PROBLEM STATEMENT: The answer should be each line of the records that contains the word "binary"; please copy them all.

EXCERPTED DATA:
==========
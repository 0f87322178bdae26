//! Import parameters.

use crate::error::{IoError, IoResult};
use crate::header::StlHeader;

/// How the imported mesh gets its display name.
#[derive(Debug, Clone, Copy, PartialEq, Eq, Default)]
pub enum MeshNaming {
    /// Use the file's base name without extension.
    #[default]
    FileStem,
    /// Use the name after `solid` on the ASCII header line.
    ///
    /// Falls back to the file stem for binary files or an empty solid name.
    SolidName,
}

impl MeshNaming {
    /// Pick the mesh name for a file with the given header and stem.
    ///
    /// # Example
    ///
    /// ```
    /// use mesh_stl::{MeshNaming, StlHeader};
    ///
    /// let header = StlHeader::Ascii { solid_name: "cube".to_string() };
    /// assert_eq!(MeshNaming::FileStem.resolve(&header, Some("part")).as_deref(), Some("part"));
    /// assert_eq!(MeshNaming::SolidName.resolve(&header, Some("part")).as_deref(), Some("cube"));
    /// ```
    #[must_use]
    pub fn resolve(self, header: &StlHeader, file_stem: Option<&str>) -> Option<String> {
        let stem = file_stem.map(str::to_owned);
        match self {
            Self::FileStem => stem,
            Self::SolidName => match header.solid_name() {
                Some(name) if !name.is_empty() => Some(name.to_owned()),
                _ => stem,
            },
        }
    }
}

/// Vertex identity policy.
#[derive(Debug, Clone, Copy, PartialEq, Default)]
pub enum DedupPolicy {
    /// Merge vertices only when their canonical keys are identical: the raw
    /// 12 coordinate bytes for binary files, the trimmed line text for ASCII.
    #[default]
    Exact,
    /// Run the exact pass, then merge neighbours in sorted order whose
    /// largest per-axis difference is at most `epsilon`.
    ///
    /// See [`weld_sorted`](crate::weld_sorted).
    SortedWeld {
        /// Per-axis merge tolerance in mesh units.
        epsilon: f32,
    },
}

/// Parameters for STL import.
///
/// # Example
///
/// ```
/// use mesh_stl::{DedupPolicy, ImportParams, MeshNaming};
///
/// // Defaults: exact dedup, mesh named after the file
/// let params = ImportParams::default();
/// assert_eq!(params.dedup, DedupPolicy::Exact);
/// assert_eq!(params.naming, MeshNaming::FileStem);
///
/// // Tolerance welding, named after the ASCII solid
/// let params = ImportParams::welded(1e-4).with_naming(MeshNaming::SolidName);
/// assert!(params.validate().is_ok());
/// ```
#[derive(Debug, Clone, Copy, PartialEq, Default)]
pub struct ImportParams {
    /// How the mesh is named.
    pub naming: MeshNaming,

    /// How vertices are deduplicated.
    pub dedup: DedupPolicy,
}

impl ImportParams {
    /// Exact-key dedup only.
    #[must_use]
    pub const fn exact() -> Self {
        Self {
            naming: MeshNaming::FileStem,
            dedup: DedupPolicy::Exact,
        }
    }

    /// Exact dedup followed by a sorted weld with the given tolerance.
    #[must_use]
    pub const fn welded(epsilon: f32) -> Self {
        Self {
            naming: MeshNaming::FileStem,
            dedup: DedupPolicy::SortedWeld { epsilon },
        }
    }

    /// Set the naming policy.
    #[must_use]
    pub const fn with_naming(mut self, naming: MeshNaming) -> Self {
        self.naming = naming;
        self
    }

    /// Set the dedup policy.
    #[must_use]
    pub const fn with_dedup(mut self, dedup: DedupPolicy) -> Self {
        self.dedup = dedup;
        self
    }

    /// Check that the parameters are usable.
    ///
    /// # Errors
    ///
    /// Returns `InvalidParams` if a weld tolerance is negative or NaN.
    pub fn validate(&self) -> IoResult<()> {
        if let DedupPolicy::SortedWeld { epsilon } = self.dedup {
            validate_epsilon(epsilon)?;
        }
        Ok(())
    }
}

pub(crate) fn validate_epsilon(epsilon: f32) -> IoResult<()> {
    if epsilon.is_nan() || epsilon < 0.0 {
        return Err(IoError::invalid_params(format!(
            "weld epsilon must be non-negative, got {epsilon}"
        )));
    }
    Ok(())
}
==========
ANSWER SECTION:
    /// Falls back to the file stem for binary files or an empty solid name.
    /// 12 coordinate bytes for binary files, the trimmed line text for ASCII.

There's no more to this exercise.